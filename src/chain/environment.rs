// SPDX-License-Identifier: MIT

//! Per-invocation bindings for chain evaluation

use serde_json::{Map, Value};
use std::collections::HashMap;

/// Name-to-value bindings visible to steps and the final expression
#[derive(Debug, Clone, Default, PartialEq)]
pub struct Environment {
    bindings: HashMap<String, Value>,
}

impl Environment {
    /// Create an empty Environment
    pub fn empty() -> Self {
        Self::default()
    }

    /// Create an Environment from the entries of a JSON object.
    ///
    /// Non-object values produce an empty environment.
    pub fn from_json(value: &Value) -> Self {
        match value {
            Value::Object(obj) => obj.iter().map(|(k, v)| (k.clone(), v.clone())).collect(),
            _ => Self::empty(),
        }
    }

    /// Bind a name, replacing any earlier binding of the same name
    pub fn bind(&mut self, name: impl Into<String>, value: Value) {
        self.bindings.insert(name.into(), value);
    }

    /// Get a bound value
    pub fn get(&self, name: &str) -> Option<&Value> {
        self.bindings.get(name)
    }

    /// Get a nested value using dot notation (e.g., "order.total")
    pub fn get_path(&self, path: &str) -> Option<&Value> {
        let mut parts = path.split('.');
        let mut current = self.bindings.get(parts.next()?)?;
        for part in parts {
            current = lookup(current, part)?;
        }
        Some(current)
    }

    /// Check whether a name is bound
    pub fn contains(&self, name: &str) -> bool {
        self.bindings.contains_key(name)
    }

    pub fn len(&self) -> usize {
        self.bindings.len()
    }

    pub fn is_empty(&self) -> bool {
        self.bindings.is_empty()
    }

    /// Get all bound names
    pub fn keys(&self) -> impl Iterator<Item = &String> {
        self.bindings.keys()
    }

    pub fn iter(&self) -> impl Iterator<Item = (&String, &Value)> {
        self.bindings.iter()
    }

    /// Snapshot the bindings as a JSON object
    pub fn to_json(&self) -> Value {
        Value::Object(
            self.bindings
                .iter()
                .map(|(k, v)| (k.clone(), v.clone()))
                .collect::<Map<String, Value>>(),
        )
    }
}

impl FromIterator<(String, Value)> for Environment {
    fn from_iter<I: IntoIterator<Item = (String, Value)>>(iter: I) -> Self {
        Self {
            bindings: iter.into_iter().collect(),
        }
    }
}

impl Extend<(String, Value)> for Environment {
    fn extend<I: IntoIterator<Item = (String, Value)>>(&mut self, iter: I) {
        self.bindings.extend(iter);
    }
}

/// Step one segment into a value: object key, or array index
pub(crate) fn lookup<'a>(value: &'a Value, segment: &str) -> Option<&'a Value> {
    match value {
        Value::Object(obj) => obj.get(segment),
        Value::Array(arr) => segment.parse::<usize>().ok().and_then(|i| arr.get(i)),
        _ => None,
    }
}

########

▸ Exercise: The records above are to be printed in full, exactly as they appear.

▸ Output below:
filename src/chain/environment.rs
// SPDX-License-Identifier: MIT

//! Per-invocation bindings for chain evaluation

use serde_json::{Map, Value};
use std::collections::HashMap;

/// Name-to-value bindings visible to steps and the final expression
#[derive(Debug, Clone, Default, PartialEq)]
pub struct Environment {
    bindings: HashMap<String, Value>,
}

impl Environment {
    /// Create an empty Environment
    pub fn empty() -> Self {
        Self::default()
    }

    /// Create an Environment from the entries of a JSON object.
    ///
    /// Non-object values produce an empty environment.
    pub fn from_json(value: &Value) -> Self {
        match value {
            Value::Object(obj) => obj.iter().map(|(k, v)| (k.clone(), v.clone())).collect(),
            _ => Self::empty(),
        }
    }

    /// Bind a name, replacing any earlier binding of the same name
    pub fn bind(&mut self, name: impl Into<String>, value: Value) {
        self.bindings.insert(name.into(), value);
    }

    /// Get a bound value
    pub fn get(&self, name: &str) -> Option<&Value> {
        self.bindings.get(name)
    }

    /// Get a nested value using dot notation (e.g., "order.total")
    pub fn get_path(&self, path: &str) -> Option<&Value> {
        let mut parts = path.split('.');
        let mut current = self.bindings.get(parts.next()?)?;
        for part in parts {
            current = lookup(current, part)?;
        }
        Some(current)
    }

    /// Check whether a name is bound
    pub fn contains(&self, name: &str) -> bool {
        self.bindings.contains_key(name)
    }

    pub fn len(&self) -> usize {
        self.bindings.len()
    }

    pub fn is_empty(&self) -> bool {
        self.bindings.is_empty()
    }

    /// Get all bound names
    pub fn keys(&self) -> impl Iterator<Item = &String> {
        self.bindings.keys()
    }

    pub fn iter(&self) -> impl Iterator<Item = (&String, &Value)> {
        self.bindings.iter()
    }

    /// Snapshot the bindings as a JSON object
    pub fn to_json(&self) -> Value {
        Value::Object(
            self.bindings
                .iter()
                .map(|(k, v)| (k.clone(), v.clone()))
                .collect::<Map<String, Value>>(),
        )
    }
}

impl FromIterator<(String, Value)> for Environment {
    fn from_iter<I: IntoIterator<Item = (String, Value)>>(iter: I) -> Self {
        Self {
            bindings: iter.into_iter().collect(),
        }
    }
}

impl Extend<(String, Value)> for Environment {
    fn extend<I: IntoIterator<Item = (String, Value)>>(&mut self, iter: I) {
        self.bindings.extend(iter);
    }
}

/// Step one segment into a value: object key, or array index
pub(crate) fn lookup<'a>(value: &'a Value, segment: &str) -> Option<&'a Value> {
    match value {
        Value::Object(obj) => obj.get(segment),
        Value::Array(arr) => segment.parse::<usize>().ok().and_then(|i| arr.get(i)),
        _ => None,
    }
}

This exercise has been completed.